Using the PRIORITY frame, a client can also tell the server which other stream this stream depends on. It allows a client to build a priority “tree” where several “child streams” may depend on the completion of “parent streams”.
The priority weights and dependencies can be changed dynamically at run-time, which should enable browsers to make sure that when users scroll down a page full of images, the browser can specify which images are most important, or if you switch tabs it can prioritize a new set of streams that suddenly come into focus.
HTTP is a stateless protocol. In short, this means that every request needs to bring with it as much detail as the server needs to serve that request, without the server having to store a lot of info and meta-data from previous requests. Since http2 doesn't change this paradigm, it has to work the same way.
This makes HTTP repetitive. When a client asks for many resources from the same server, like images from a web page, there will be a large series of requests that all look almost identical. A series of almost identical somethings begs for compression.
The HTTP 1.1 request sizes have actually gotten so large that they sometimes end up larger than the initial TCP window, which makes them very slow to send as they need a full round-trip to get an ACK back from the server before the full request has been sent. This is another argument for compression.
HTTPS and SPDY compression were found to be vulnerable to the BREACH and CRIME attacks. By inserting known text into the stream and figuring out how that changes the output, an attacker can figure out what's being sent in an encrypted payload.
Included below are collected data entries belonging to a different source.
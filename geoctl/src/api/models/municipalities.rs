//! API request/response models for municipalities.

use super::AuditInfo;
use super::pagination::Pagination;
use crate::db::handlers::municipalities::MunicipalityFilter;
use crate::db::models::municipalities::{MunicipalityCreateDBRequest, MunicipalityDBResponse, MunicipalityUpdateDBRequest};
use crate::errors::{Error, Result};
use crate::types::{Actor, MunicipalityId, RegionId, StateId};
use crate::validation;
use serde::{Deserialize, Serialize};
use serde_with::{DisplayFromStr, serde_as};
use utoipa::{IntoParams, ToSchema};

/// Municipality search form. All criteria are optional and combined with AND.
#[serde_as]
#[derive(Debug, Deserialize, IntoParams, ToSchema)]
pub struct ListMunicipalitiesQuery {
    #[serde(flatten)]
    #[param(inline)]
    pub pagination: Pagination,

    /// Case-insensitive substring of the name; blank is ignored
    pub name: Option<String>,

    /// Municipalities whose state belongs to this region
    #[serde_as(as = "Option<DisplayFromStr>")]
    pub region_id: Option<RegionId>,

    #[serde_as(as = "Option<DisplayFromStr>")]
    pub state_id: Option<StateId>,
}

impl ListMunicipalitiesQuery {
    pub fn to_filter(&self) -> MunicipalityFilter {
        let (skip, limit) = self.pagination.params();
        let mut filter = MunicipalityFilter::new(skip, limit);
        if let Some(name) = validation::search_term(self.name.as_deref()) {
            filter = filter.name(name);
        }
        if let Some(region_id) = self.region_id {
            filter = filter.region(region_id);
        }
        if let Some(state_id) = self.state_id {
            filter = filter.state(state_id);
        }
        filter
    }
}

#[derive(Debug, Clone, Serialize, Deserialize, ToSchema)]
pub struct MunicipalityCreate {
    #[schema(example = 3550308)]
    pub id: MunicipalityId,
    #[schema(example = 35)]
    pub state_id: Option<StateId>,
    #[schema(example = "São Paulo")]
    pub name: String,
    #[serde(default)]
    pub mesh_url: String,
}

impl MunicipalityCreate {
    pub fn into_db_request(self, actor: Actor) -> Result<MunicipalityCreateDBRequest> {
        if self.id <= 0 {
            return Err(Error::BadRequest {
                message: "Municipality id must be a positive IBGE code".to_string(),
            });
        }
        Ok(MunicipalityCreateDBRequest {
            id: self.id,
            state_id: self.state_id,
            name: validation::name(&self.name)?,
            mesh_url: self.mesh_url,
            created_by: actor,
        })
    }
}

#[derive(Debug, Clone, Default, Serialize, Deserialize, ToSchema)]
pub struct MunicipalityUpdate {
    pub state_id: Option<StateId>,
    pub name: Option<String>,
    pub mesh_url: Option<String>,
    pub is_active: Option<bool>,
}

impl MunicipalityUpdate {
    pub fn into_db_request(self, actor: Actor) -> Result<MunicipalityUpdateDBRequest> {
        Ok(MunicipalityUpdateDBRequest {
            state_id: self.state_id,
            name: validation::optional(self.name.as_deref(), validation::name)?,
            mesh_url: self.mesh_url,
            is_active: self.is_active,
            updated_by: actor,
        })
    }
}

#[derive(Debug, Clone, Serialize, Deserialize, ToSchema)]
pub struct MunicipalityResponse {
    pub id: MunicipalityId,
    pub state_id: Option<StateId>,
    pub name: String,
    pub mesh_url: String,
    #[serde(flatten)]
    pub audit: AuditInfo,
}

impl From<MunicipalityDBResponse> for MunicipalityResponse {
    fn from(db: MunicipalityDBResponse) -> Self {
        Self {
            id: db.id,
            state_id: db.state_id,
            name: db.name,
            mesh_url: db.mesh_url,
            audit: db.audit.into(),
        }
    }
}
Doing compression on dynamic content for a protocol - without becoming vulnerable to one of these attacks - requires some thought and careful consideration. This is what the HTTPbis team tried to do.
Enter HPACK, Header Compression for HTTP/2, which – as the name suggests - is a compression format especially crafted for http2 headers, and it is being specified in a separate internet draft. The new format, together with other counter-measures (such as a bit that asks intermediaries to not compress a specific header and optional padding of frames), should make it harder to exploit compression.
In the words of Roberto Peon (one of the creators of HPACK):
“HPACK was designed to make it difficult for a conforming implementation to leak information, to make encoding and decoding very fast/cheap, to provide for receiver control over compression context size, to allow for proxy re-indexing (i.e., shared state between frontend and backend within a proxy), and for quick comparisons of Huffman-encoded strings”.
One of the drawbacks with HTTP 1.1 is that when an HTTP message has been sent off with a Content-Length of a certain size, you can't easily just stop it. Sure, you can often (but not always) disconnect the TCP connection, but that comes at the cost of having to negotiate a new TCP handshake again.
A better solution would be to just stop the message and start anew. This can be done with http2's RST_STREAM frame which will help prevent wasted bandwidth and the need to tear down connections.
This is the feature also known as “cache push”. The idea is that if the client asks for resource X, the server may know that the client will probably want resource Z as well, and sends it to the client without being asked. It helps the client by putting Z into its cache so that it will be there when it wants it.
Server push is something a client must explicitly allow the server to do. Even then, the client can swiftly terminate a pushed stream at any time with RST_STREAM should it not want a particular resource.
Each individual http2 stream has its own advertised flow window that the other end is allowed to send data for. If you happen to know how SSH works, this is very similar in style and spirit.
For every stream, both ends have to tell the peer that it has enough room to handle incoming data, and the other end is only allowed to send that much data until the window is extended. Only DATA frames are flow controlled.